Thursday, March 10, 2011

Confrontation, the Journalist's Privilege, and Harmless Error

Focus on Crawford-related issues should not obscure the fact that many significant Confrontation Clause questions concern the scope of the accused’s right to cross-examine a witness who actually testifies at trial. Adam Liptak of the New York Times has alerted me to an interesting decision issued yesterday by the Second Circuit in United States v. Treacy.

Treacy is a former president of the company that operates the job-hunting website Monster.com. He was convicted of securities fraud, the theory being that he participated in the back-dating of stock options. One of the witnesses against him was a Wall Street Journal reporter, Charles Forelle, who was subpoenaed by the Government to testify to the proposition that Treacy had made statements attributed to him in an article co-written by Forelle. Probably because the Second Circuit accords a journalist a qualified privilege protecting him from the compelled disclosure of even non-confidential materials, the district judge, while denying Forelle’s motion to quash the subpoena, tightly circumscribed both direct and cross-examination. For example, the court prevented defense counsel from asking Forelle about a follow up e-mail that he had sent to the company’s public relations representative and that arguably supported the defense’s version of the conversation between Forelle and Treacy. The Second Circuit held that the limitations on cross- examination were improper. It declared that

once a trial court has determined that the Government has made the required showing to overcome the journalists privilege and compel a reporter’s direct testimony, the trial court may not, consistent with the Sixth Amendment’s Confrontation Clause, thereafter employ the privilege to restrict the defendant’s cross-examination of the reporter to a greater degree than it would restrict such cross-examination in a case where no privilege was at issue.

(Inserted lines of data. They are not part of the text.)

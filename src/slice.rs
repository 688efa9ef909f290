//! Row and column turns.
//!
//! A slice is picked by the live, rounded position of each cubelet rather than
//! its creation identity. Rows turn about the world Y axis and columns about
//! the world X axis.

use std::f32::consts::FRAC_PI_2;

use nalgebra::{UnitQuaternion, Vector3};
use serde::{Deserialize, Serialize};

use crate::cube::{CubeGrid, GRID_CENTER};

/// Which family of slices a turn addresses.
#[derive(Clone, Copy, Debug, PartialEq, Eq)]
pub(crate) enum SliceAxis {
    /// Cubelets sharing a rounded y, turned about Y.
    Row,
    /// Cubelets sharing a rounded x, turned about X.
    Column,
}

impl SliceAxis {
    fn rotation_axis(self) -> nalgebra::Unit<Vector3<f32>> {
        match self {
            SliceAxis::Row => Vector3::y_axis(),
            SliceAxis::Column => Vector3::x_axis(),
        }
    }
}

/// A single quarter turn of one slice.
#[derive(Clone, Copy, Debug, PartialEq, Eq)]
pub(crate) struct SliceTurn {
    pub(crate) axis: SliceAxis,
    pub(crate) index: i32,
    pub(crate) clockwise: bool,
}

impl SliceTurn {
    pub(crate) fn row(index: i32, clockwise: bool) -> Self {
        Self {
            axis: SliceAxis::Row,
            index,
            clockwise,
        }
    }

    pub(crate) fn column(index: i32, clockwise: bool) -> Self {
        Self {
            axis: SliceAxis::Column,
            index,
            clockwise,
        }
    }

    /// World-space rotation this turn applies.
    pub(crate) fn rotation(&self) -> UnitQuaternion<f32> {
        let angle = if self.clockwise { FRAC_PI_2 } else { -FRAC_PI_2 };
        UnitQuaternion::from_axis_angle(&self.axis.rotation_axis(), angle)
    }
}

/// What a turn does to the cubelets it selects.
#[derive(Clone, Copy, Debug, Default, PartialEq, Eq, Serialize, Deserialize)]
#[serde(rename_all = "snake_case")]
pub(crate) enum TurnMode {
    /// Each cubelet spins about its own centre; positions never change.
    #[default]
    InPlace,
    /// Cubelets also orbit the rotation axis and land on the neighbouring
    /// lattice site, like a physical slice turn.
    Orbit,
}

/// Slice index of a centre coordinate on a lattice of spacing `pitch`:
/// `round(coord / pitch + 1.5)`.
pub(crate) fn slice_index(coord: f32, pitch: f32) -> i32 {
    (coord / pitch + GRID_CENTER).round() as i32
}

impl CubeGrid {
    /// Turn every cubelet whose rounded y equals `row` a quarter turn about Y.
    ///
    /// Returns how many cubelets moved. An index that matches nothing is a no-op.
    pub(crate) fn rotate_row(&mut self, row: i32, clockwise: bool, mode: TurnMode) -> usize {
        self.apply_turn(SliceTurn::row(row, clockwise), mode)
    }

    /// Turn every cubelet whose rounded x equals `column` a quarter turn about X.
    pub(crate) fn rotate_column(&mut self, column: i32, clockwise: bool, mode: TurnMode) -> usize {
        self.apply_turn(SliceTurn::column(column, clockwise), mode)
    }

    pub(crate) fn apply_turn(&mut self, turn: SliceTurn, mode: TurnMode) -> usize {
        let rotation = turn.rotation();
        let pitch = self.pitch();
        let mut turned = 0;

        for cubelet in &mut self.cubelets {
            let coord = match turn.axis {
                SliceAxis::Row => cubelet.position.y,
                SliceAxis::Column => cubelet.position.x,
            };
            if slice_index(coord, pitch) != turn.index {
                continue;
            }

            cubelet.orientation = rotation * cubelet.orientation;
            cubelet.orientation.renormalize();
            if mode == TurnMode::Orbit {
                cubelet.position = snap_to_lattice(rotation * cubelet.position, pitch);
            }
            turned += 1;
        }

        log::debug!(
            "{:?} {} turned {} ({} cubelets)",
            turn.axis,
            turn.index,
            if turn.clockwise { "clockwise" } else { "counterclockwise" },
            turned
        );
        turned
    }
}

/// Pull a rotated position back onto the nearest grid site.
fn snap_to_lattice(position: Vector3<f32>, pitch: f32) -> Vector3<f32> {
    position.map(|coord| pitch * ((coord / pitch + GRID_CENTER).round() - GRID_CENTER))
}

#[cfg(test)]
mod tests {
    use proptest::prelude::*;

    use super::*;
    use crate::config::CubeSettings;
    use crate::cube::{CubeletId, CUBELET_COUNT};

    fn grid() -> CubeGrid {
        CubeGrid::new(&CubeSettings::default())
    }

    fn orientations(grid: &CubeGrid) -> Vec<UnitQuaternion<f32>> {
        grid.cubelets.iter().map(|c| c.orientation).collect()
    }

    fn same_orientations(a: &[UnitQuaternion<f32>], b: &[UnitQuaternion<f32>]) -> bool {
        a.iter().zip(b).all(|(qa, qb)| qa.angle_to(qb) < 1e-4)
    }

    #[test]
    fn rest_positions_snap_to_their_logical_index() {
        let grid = grid();
        for cubelet in &grid.cubelets {
            let id = cubelet.id();
            assert_eq!(slice_index(cubelet.position.x, grid.pitch()), i32::from(id.x));
            assert_eq!(slice_index(cubelet.position.y, grid.pitch()), i32::from(id.y));
        }
    }

    #[test]
    fn wide_pitch_turns_whole_layers() {
        let settings = CubeSettings {
            cubelet_size: 2.0,
            spacing: 0.5,
            ..CubeSettings::default()
        };
        let mut grid = CubeGrid::new(&settings);
        for cubelet in &grid.cubelets {
            let id = cubelet.id();
            assert_eq!(slice_index(cubelet.position.y, grid.pitch()), i32::from(id.y));
        }
        for index in 0..4 {
            assert_eq!(grid.rotate_row(index, true, TurnMode::InPlace), 16);
            assert_eq!(grid.rotate_column(index, true, TurnMode::Orbit), 16);
        }
        assert_eq!(grid.rotate_row(4, true, TurnMode::InPlace), 0);
    }

    #[test]
    fn row_turn_touches_one_layer_about_y() {
        let mut grid = grid();
        let turned = grid.rotate_row(2, true, TurnMode::InPlace);
        assert_eq!(turned, 16);

        let expected = UnitQuaternion::from_axis_angle(&Vector3::y_axis(), FRAC_PI_2);
        for cubelet in &grid.cubelets {
            if cubelet.id().y == 2 {
                assert!(cubelet.orientation.angle_to(&expected) < 1e-5);
            } else {
                assert_eq!(cubelet.orientation, UnitQuaternion::identity());
            }
        }
    }

    #[test]
    fn column_turn_uses_x_axis_and_negative_angle() {
        let mut grid = grid();
        assert_eq!(grid.rotate_column(0, false, TurnMode::InPlace), 16);

        let expected = UnitQuaternion::from_axis_angle(&Vector3::x_axis(), -FRAC_PI_2);
        let cubelet = grid.find(CubeletId::new(0, 3, 1)).unwrap();
        assert!(cubelet.orientation.angle_to(&expected) < 1e-5);
    }

    #[test]
    fn turns_compose_onto_existing_orientation() {
        let mut grid = grid();
        grid.rotate_row(1, true, TurnMode::InPlace);
        grid.rotate_column(1, true, TurnMode::InPlace);

        let row = UnitQuaternion::from_axis_angle(&Vector3::y_axis(), FRAC_PI_2);
        let column = UnitQuaternion::from_axis_angle(&Vector3::x_axis(), FRAC_PI_2);
        let both = grid.find(CubeletId::new(1, 1, 0)).unwrap();
        assert!(both.orientation.angle_to(&(column * row)) < 1e-5);
    }

    #[test]
    fn in_place_turns_never_move_cubelets() {
        let mut grid = grid();
        let before: Vec<_> = grid.cubelets.iter().map(|c| c.position).collect();
        for index in 0..4 {
            grid.rotate_row(index, true, TurnMode::InPlace);
            grid.rotate_column(index, false, TurnMode::InPlace);
        }
        let after: Vec<_> = grid.cubelets.iter().map(|c| c.position).collect();
        assert_eq!(before, after);
    }

    #[test]
    fn orbit_turn_moves_cubelets_to_lattice_sites() {
        let mut grid = grid();
        assert_eq!(grid.rotate_row(3, true, TurnMode::Orbit), 16);

        // +90 degrees about Y sends +x to -z.
        let cubelet = grid.find(CubeletId::new(3, 3, 3)).unwrap();
        assert!((cubelet.position - Vector3::new(1.65, 1.65, -1.65)).norm() < 1e-5);
        let moved = grid.find(CubeletId::new(3, 3, 0)).unwrap();
        assert!((moved.position - Vector3::new(-1.65, 1.65, -1.65)).norm() < 1e-5);

        for cubelet in &grid.cubelets {
            assert_eq!(slice_index(cubelet.position.y, grid.pitch()), i32::from(cubelet.id().y));
        }
    }

    #[test]
    fn four_orbit_turns_restore_positions() {
        let mut grid = grid();
        let before: Vec<_> = grid.cubelets.iter().map(|c| c.position).collect();
        for _ in 0..4 {
            grid.rotate_column(1, true, TurnMode::Orbit);
        }
        for (cubelet, start) in grid.cubelets.iter().zip(&before) {
            assert!((cubelet.position - start).norm() < 1e-5);
        }
    }

    #[test]
    fn shuffle_range_index_four_is_a_no_op() {
        let mut grid = grid();
        let before = orientations(&grid);
        assert_eq!(grid.rotate_column(4, false, TurnMode::InPlace), 0);
        assert_eq!(grid.rotate_row(4, true, TurnMode::Orbit), 0);
        assert_eq!(orientations(&grid), before);
    }

    proptest! {
        #[test]
        fn opposite_turn_restores_orientation(
            index in 0i32..4,
            column in any::<bool>(),
            clockwise in any::<bool>(),
            warmup in proptest::collection::vec((0i32..4, any::<bool>(), any::<bool>()), 0..8),
        ) {
            let mut grid = grid();
            for (i, is_column, cw) in warmup {
                let axis_turn = if is_column { SliceTurn::column(i, cw) } else { SliceTurn::row(i, cw) };
                grid.apply_turn(axis_turn, TurnMode::InPlace);
            }
            let before = orientations(&grid);

            let forward = if column { SliceTurn::column(index, clockwise) } else { SliceTurn::row(index, clockwise) };
            let backward = SliceTurn { clockwise: !clockwise, ..forward };
            prop_assert_eq!(grid.apply_turn(forward, TurnMode::InPlace), 16);
            grid.apply_turn(backward, TurnMode::InPlace);

            prop_assert!(same_orientations(&orientations(&grid), &before));
        }

        #[test]
        fn out_of_range_index_changes_nothing(
            index in prop_oneof![-100i32..0, 4i32..100],
            column in any::<bool>(),
            clockwise in any::<bool>(),
        ) {
            let mut grid = grid();
            let before_orientations = orientations(&grid);
            let before_positions: Vec<_> = grid.cubelets.iter().map(|c| c.position).collect();

            let turned = if column {
                grid.rotate_column(index, clockwise, TurnMode::Orbit)
            } else {
                grid.rotate_row(index, clockwise, TurnMode::Orbit)
            };

            prop_assert_eq!(turned, 0);
            prop_assert_eq!(grid.cubelets.len(), CUBELET_COUNT);
            prop_assert_eq!(orientations(&grid), before_orientations);
            let after_positions: Vec<_> = grid.cubelets.iter().map(|c| c.position).collect();
            prop_assert_eq!(after_positions, before_positions);
        }
    }
}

That seems correct, or at least close to correct, to me. The case to bear in mind is Davis v. Alaska, 415 U.S. 308 (1974). There, the state had a general rule preventing the disclosure of a juvenile adjudication, but the Supreme Court held that this rule must give way to the confrontation right where the young witness’s history of trouble with the law gave him a possible motivation to point the finger for a theft to the accused.

In Treacy, the jurisdiction has a rule limiting the ability of a party to call on a journalist for testimony. But once a court decides that the constraints of this rule may be overcome in the particular case on behalf of the prosecution, the accused must be allowed robust cross-examination. Perhaps at the margin, the policy behind the qualified privilege may guide the trial judge’s discretion in limiting cross-examination – this is why I am not certain that the Second Circuit is correct in saying that the privilege washes out altogether – but in this case the cross-examination seemed a natural follow-up to the direct and should have been allowed.

The Second Circuit held that the error was harmless. In assessing harmlessness of a Confrontation Clause violation, it is important that the court not speculate as to how effective cross-examination would have been if it were allowed. Delaware v. Van Arsdall, 475 U.S. 673 (1986). The simplest way to do this is to examine the case on the hypothetical assumption that the direct testimony had never been introduced. Ultimately, this is what the Second Circuit did, concluding (whether accurately or not I don’t know) that “it is highly unlikely that [the Government] would have been unable to secure a conviction in the absence of Forelle’s testimony.”

1 comment:

Kim said...

I agree with your questioning of the privileges washing out altogether. Great article on the confrontation clause and thanks.